Крик петухов сулит здесь, стало быть, не начало нового дня в некоем высоком смысле, но лишь краткий срок до начала следующей ночи, одной из многих, какие еще надо пережить, а они, как писал Кафка, разделены на фазы бодрствования и бессонницы37.
Осознанию, что избавления быть не может, сопутствует постоянная меланхолия; развивая собственные ритуалы, она сулит себе смягчение, но не освобождение от страдания и от «feral deseases»38[52], о которых так много говорится в «Анатомии меланхолии» Роберта Бёртона. Для самого рассказчика к этим ритуалам относятся ночное чтение телефонных справочников и расписаний поездов, разворачивание географических карт и проекция воображаемых путешествий в дальние страны, те, что и на дюреровской «Melencolia», вероятно, находятся за морем, изображенным на заднем плане. Как Роберт Бёртон, уютно проведший в меланхолии всю жизнь, так и рассказчик – человек, «who delights in cosmography <…> but has never travelled except by map and card»39[53]. И его летняя кровать, где хватает места семи соням и где он отдается разным историям, к примеру про пути и общности черной смерти, происходит из того же столетия, что и компендиум Бёртона, из тревожной эпохи, когда впервые громко звучит опасение, «that the great mutations of the world are acted, or time may be too short for our designes»40[54]. Экскурсии, которые исходя из этого понимания предпринимает рассказчик, открывают – и это тоже реминисценция из «Гамлета» – вид на раскинувшийся далеко внизу, под меланхолией, мир, «мертвый шар, где копошатся паразиты»41, а его притягательная сила пропала, растраченная впустую. Ледяная даль, куда рассказчик уходит от всей земной жизни, означает одну из точек схода в диалектике проблемы меланхолии.
Другое измерение ответственной за меланхолию сатурновской констелляции, напротив, как разъяснил Беньямин, в ассоциации с тяжелой, землистой, сухой природой этой планеты указывает на тип людей, предназначенный к тяжкому и бесплодному сельскому труду42. Поэтому рассказчик, пожалуй, не случайно находит себе в разведении трав как будто бы единственно полезное занятие. Эти травы, высушенные и в тонко дозированных смесях, он рассылает разным гастрономическим магазинам в Милане и Амстердаме, но и в Германии, в Гамбурге и Ганновере, вероятно снабдив их надписями «Rosemary, that's for remembrance»[55] почерком Офелии43.

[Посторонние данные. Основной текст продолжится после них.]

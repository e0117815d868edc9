use crate::tests::task_with_priority;
use crate::{Task, TaskDto, parse_date};

use chrono::NaiveDate;
use googletest::prelude::*;
use uuid::Uuid;

#[test]
fn given_task_with_dates_and_tags_when_converted_through_dto_then_fields_survive() {
    let mut task = task_with_priority(Uuid::new_v4(), 1500.5, 3);
    task.due_date = NaiveDate::from_ymd_opt(2026, 3, 1);
    task.tags.insert(Uuid::new_v4());

    let dto = TaskDto::from(task.clone());
    assert_that!(dto.due_date.as_deref(), some(eq("2026-03-01")));

    let back = Task::try_from(dto).unwrap();
    assert_that!(back.id, eq(task.id));
    assert_that!(back.position, eq(task.position));
    assert_that!(back.priority, eq(task.priority));
    assert_that!(back.tags, eq(&task.tags));
    assert_that!(back.due_date, eq(task.due_date));
}

#[test]
fn given_dto_with_bad_priority_when_converted_then_error() {
    let mut dto = TaskDto::from(task_with_priority(Uuid::new_v4(), 1.0, 1));
    dto.priority = 9;

    assert_that!(Task::try_from(dto), err(anything()));
}

#[test]
fn given_dto_with_malformed_date_when_converted_then_error() {
    let mut dto = TaskDto::from(task_with_priority(Uuid::new_v4(), 1.0, 1));
    dto.due_date = Some("01/03/2026".to_string());

    assert_that!(Task::try_from(dto), err(anything()));
}

#[test]
fn given_four_digit_year_when_date_parsed_then_accepted() {
    assert_that!(parse_date(" 0999-12-31 "), ok(eq(&NaiveDate::from_ymd_opt(999, 12, 31).unwrap())));
    assert_that!(parse_date("2026-01-01"), ok(anything()));
}

#[test]
fn given_signed_or_five_digit_year_when_date_parsed_then_rejected() {
    for raw in ["+10000-01-01", "-0001-01-01", "+2026-01-01", "10000-01-01", "026-01-01"] {
        assert_that!(parse_date(raw), err(anything()));
    }
}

В этой последней, незначительной связи с живущим вовне обществом выражается еще и стремление к последовательному и постепенному отрешению от человеческого социума. Дополнительно сюда относится и тенденция к дематериализации, находящая в тексте символическое выражение в некой – по оценке рассказчика, занимающей очень высокое место – картине, которая настолько потемнела и почернела, «что совершенно невозможно предположить, что́ некогда было на ней изображено»44. «Идеал черноты» – эта картина (подписанная неким Жаном Гаспаром Мюллером) ярко его воплощает, – как отмечал Адорно в «Эстетической теории», есть «один из глубочайших импульсов абстракции»45. Следовать этому импульсу, идти туда, «где более не видно ни звезды, ни лучика света, где ничего нет, где ничто не забывается, ибо ничто не вспоминается, где ночь, где только ничто, ничто, Ничто»46, – вот глубочайшая эмоция, движущая рассказчиком, когда он во мраке изучает в телескоп межзвездные пространства.
Поиски идеала абсолютного отсутствия света остаются, как прекрасно понимает рассказчик, безнадежной затеей, ведь чем больше он сокращает угол своего объектива, чтобы исключить еще оставшиеся в поле зрения звезды, тем дальше он заглядывает в глубины пространства, откуда начинают тогда светиться до сих пор затемненные расстоянием небесные тела. Занятие, о котором здесь идет речь, не имеет таким образом ничего общего с нигилизмом в общепринятом смысле; скорее приближение к смерти, к этой черной точке, которая в воображении рассказчика постоянно становится «все чернее и толще, все толще и длиннее47 и за которую его меланхолия цепляется как «тучный плевел, растущий мирно у летейских вод»48, есть жест провокации, имеющий в виду не что иное, как покорность.